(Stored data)
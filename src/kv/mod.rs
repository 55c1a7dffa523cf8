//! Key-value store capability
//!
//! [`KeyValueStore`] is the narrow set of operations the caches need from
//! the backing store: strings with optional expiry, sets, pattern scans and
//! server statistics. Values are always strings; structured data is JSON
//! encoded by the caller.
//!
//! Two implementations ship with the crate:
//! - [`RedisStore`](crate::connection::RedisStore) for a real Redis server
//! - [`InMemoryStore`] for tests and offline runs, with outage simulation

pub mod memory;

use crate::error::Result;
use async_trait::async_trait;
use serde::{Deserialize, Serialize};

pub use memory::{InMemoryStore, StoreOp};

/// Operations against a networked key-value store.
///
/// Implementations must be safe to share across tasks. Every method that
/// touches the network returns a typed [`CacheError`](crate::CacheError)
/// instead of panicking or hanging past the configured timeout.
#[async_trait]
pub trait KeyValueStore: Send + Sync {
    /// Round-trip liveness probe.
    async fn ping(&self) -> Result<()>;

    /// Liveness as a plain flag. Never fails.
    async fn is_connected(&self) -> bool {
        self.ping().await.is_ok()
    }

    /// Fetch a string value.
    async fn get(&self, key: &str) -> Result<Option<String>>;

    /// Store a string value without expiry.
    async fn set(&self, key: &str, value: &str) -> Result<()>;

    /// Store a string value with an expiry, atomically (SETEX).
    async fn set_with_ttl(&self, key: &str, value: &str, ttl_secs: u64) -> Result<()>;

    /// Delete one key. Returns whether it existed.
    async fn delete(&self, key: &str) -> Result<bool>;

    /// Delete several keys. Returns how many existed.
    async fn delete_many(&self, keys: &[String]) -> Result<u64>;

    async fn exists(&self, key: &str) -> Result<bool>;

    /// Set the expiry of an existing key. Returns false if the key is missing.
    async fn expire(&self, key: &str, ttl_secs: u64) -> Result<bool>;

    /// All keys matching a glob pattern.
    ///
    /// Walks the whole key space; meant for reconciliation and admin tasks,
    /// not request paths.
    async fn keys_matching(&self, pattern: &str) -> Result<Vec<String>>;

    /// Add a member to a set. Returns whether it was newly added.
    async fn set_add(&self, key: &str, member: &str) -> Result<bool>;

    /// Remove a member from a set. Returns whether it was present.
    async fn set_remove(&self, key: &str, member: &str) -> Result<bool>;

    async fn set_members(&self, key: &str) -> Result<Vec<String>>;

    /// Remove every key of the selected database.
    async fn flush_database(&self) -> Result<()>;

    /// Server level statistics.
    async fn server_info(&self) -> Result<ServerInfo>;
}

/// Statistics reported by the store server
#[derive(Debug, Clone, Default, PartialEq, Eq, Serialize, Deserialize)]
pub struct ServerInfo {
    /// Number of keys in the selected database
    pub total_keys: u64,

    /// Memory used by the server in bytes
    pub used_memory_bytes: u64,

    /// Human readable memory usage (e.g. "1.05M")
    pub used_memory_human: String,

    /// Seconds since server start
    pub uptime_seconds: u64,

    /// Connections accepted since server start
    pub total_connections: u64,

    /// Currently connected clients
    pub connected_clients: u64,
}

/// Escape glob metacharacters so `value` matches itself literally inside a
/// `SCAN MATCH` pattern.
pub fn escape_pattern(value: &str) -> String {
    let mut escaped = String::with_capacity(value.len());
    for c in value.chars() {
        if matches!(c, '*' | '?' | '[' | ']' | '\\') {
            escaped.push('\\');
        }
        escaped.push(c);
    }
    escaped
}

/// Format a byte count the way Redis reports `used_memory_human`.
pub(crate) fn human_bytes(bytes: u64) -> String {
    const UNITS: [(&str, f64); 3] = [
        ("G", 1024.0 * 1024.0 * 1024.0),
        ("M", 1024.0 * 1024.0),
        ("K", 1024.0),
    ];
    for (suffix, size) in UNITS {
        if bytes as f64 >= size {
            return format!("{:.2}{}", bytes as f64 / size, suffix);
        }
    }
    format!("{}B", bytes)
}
* * *
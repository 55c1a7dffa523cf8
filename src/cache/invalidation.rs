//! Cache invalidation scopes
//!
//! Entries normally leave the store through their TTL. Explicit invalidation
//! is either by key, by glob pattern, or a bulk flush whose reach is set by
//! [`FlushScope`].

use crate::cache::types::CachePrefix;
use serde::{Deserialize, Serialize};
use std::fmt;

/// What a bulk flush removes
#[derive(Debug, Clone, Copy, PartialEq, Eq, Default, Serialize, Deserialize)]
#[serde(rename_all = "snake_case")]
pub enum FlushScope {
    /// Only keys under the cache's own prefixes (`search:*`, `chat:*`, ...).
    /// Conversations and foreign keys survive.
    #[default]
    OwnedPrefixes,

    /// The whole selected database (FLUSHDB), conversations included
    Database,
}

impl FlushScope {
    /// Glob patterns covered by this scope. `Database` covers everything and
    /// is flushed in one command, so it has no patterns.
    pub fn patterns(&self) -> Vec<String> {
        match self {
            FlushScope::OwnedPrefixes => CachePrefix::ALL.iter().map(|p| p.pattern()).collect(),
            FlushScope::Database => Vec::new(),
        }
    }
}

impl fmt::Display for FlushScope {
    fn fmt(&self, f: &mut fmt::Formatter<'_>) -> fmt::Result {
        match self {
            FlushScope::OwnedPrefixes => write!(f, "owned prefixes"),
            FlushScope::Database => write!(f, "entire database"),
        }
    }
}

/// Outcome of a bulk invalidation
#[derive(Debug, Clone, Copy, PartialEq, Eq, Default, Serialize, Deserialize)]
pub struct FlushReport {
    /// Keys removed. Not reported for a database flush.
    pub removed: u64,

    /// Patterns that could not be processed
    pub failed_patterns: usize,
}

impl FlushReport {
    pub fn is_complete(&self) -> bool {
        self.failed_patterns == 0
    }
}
* * *
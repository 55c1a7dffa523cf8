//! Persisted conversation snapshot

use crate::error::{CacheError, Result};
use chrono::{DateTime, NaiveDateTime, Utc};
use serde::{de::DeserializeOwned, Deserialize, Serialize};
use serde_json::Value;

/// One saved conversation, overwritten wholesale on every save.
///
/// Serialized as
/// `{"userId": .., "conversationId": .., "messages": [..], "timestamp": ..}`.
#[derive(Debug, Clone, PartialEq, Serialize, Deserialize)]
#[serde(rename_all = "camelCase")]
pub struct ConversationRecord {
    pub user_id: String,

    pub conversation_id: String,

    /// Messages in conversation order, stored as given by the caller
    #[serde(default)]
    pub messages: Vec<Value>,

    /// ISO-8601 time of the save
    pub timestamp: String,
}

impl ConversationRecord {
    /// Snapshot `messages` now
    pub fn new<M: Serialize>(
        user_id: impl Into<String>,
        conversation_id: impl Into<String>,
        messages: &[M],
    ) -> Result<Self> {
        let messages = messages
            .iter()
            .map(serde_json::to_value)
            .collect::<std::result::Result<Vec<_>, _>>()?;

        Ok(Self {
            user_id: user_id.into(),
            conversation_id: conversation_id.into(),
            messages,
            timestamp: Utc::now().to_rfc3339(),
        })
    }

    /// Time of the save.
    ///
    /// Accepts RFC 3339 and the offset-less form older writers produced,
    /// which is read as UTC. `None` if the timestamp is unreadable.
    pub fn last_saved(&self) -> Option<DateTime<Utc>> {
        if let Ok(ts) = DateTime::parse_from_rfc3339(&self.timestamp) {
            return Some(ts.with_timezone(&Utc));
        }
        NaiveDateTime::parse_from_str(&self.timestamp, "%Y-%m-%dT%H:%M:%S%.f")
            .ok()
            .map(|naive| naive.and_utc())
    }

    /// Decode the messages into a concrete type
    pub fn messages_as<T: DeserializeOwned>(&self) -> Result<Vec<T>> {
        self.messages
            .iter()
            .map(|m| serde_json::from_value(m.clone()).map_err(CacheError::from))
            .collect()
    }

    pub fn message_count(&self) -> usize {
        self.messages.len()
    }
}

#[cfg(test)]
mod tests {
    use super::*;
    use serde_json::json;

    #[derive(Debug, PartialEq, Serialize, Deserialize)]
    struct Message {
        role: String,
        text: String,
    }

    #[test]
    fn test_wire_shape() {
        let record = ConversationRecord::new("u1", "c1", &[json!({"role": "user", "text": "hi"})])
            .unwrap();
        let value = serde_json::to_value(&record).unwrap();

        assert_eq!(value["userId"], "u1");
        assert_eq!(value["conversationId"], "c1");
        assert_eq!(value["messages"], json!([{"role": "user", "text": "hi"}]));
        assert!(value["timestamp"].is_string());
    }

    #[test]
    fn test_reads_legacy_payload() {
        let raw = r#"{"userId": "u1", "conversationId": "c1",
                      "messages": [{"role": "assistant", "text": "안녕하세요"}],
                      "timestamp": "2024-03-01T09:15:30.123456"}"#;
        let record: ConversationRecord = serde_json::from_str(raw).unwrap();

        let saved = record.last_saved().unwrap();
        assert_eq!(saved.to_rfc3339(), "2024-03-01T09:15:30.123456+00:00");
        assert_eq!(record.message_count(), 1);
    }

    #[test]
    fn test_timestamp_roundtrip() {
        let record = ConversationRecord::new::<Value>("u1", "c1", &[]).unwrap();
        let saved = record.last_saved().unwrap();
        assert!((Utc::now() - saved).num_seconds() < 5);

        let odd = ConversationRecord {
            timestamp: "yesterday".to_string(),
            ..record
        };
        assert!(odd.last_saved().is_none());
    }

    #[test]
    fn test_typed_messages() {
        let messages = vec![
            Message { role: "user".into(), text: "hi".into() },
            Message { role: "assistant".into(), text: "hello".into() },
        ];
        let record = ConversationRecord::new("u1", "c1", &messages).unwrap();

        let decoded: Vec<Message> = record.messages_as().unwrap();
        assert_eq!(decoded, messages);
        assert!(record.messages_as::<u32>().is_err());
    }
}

-- YOUR TASK --
All lines in the data that contain the word "derive" should be copied.

-- YOUR SOLUTION --
#[derive(Debug, Clone, Default, PartialEq, Eq, Serialize, Deserialize)]
#[derive(Debug, Clone, Copy, PartialEq, Eq, Default, Serialize, Deserialize)]
#[derive(Debug, Clone, Copy, PartialEq, Eq, Default, Serialize, Deserialize)]
#[derive(Debug, Clone, PartialEq, Serialize, Deserialize)]
    #[derive(Debug, PartialEq, Serialize, Deserialize)]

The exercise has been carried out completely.